Superintendent Eddie Johnson said the department will add 970 sworn officers, bringing the force to an estimated 13,500 by the end of 2018.
Last month, Chicago had 90 homicides, the highest monthly total in two decades. Other violent crimes are on the rise, too: criminal sexual assaults have gone up 18 percent and robberies 27 percent, according to police department data cited by USA Today.
Earlier this week former Chicago police superintendent Garry McCarthy, who was sacked from his position following the release of the McDonald video, suggested that police officers have been put in an untenable situation. Emanuel campaigned five years ago on the promise he’d hire an extra 1,000 officers, but instead he disbanded special units and transferred officers to beat jobs, according to the Sun Times. He later eliminated 1,400 positions.
In addition, the department intends to add 92 field training officers, 112 sergeants and 50 lieutenants to the ranks.
The anouncement comes as the mayor and his police department have been under mounting pressure over rising crime in Chicago. “Until we get serious about holding them accountable, and put them in jail, and keep them there, then we’re going to continue to spin around like this”, the chief said in frustration.
“We came back and built our plan and – let me tell you, people – the mayor delivered for us”, Johnson told his fellow cops.
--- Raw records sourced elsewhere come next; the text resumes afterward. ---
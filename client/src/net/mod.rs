//! Networking modules for the storefront REST API.
//!
//! SYSTEM CONTEXT
//! ==============
//! `api` owns every HTTP call (auth, catalog, library, friends) and `types`
//! defines the JSON wire schema those calls exchange.

pub mod api;
pub mod types;
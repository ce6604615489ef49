//! Shared host state.
//!
//! DESIGN
//! ======
//! `HostState` is injected into Axum handlers via the `State` extractor. It
//! holds the pooled HTTP client used to reach the backend and the limits the
//! proxy enforces. It is cheap to clone.

use std::sync::Arc;
use std::time::Duration;

use crate::config::HostConfig;

#[derive(Clone)]
pub struct HostState {
    pub http: reqwest::Client,
    pub backend_url: Arc<str>,
    pub max_body_bytes: usize,
}

impl HostState {
    /// Build the backend client from config. Redirects are returned to the
    /// browser rather than followed.
    ///
    /// # Errors
    ///
    /// Returns an error if the HTTP client cannot be built.
    pub fn new(config: &HostConfig) -> Result<Self, reqwest::Error> {
        let http = reqwest::Client::builder()
            .timeout(Duration::from_secs(config.timeouts.request_secs))
            .connect_timeout(Duration::from_secs(config.timeouts.connect_secs))
            .redirect(reqwest::redirect::Policy::none())
            .build()?;
        Ok(Self { http, backend_url: Arc::from(config.backend_url.as_str()), max_body_bytes: config.max_body_bytes })
    }
}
But he added that Emanuel assured him recently that he was confident the hiring could be done without raising taxes; the council approved new water and sewer tax increases earlier this month.
“You don’t want to utilize overtime to the point that you burn your officers out”, Johnson said.
The superintendent said there had been no option to “pull officers from the safer communities into the more violent ones”.
It is unclear how the city plans to pay for the hiring surge that would cost well over $100 million in the first-year alone. The percentage of homicides that detectives have been able to solve has dropped significantly.
Johnson said he is already seeing some positive changes.
“So we’re meeting it with a new response, which is more police, more technology, greater investment in mentoring, our summer jobs and our afterschool”, he said. Chicago has more murders than Los Angeles and NY combined ― both of which are bigger cities.
Last year, the city was forced to release a video of a white officer fatally shooting black 17-year-old Laquan McDonald in 2014, sparking major protests as well as federal and local investigations.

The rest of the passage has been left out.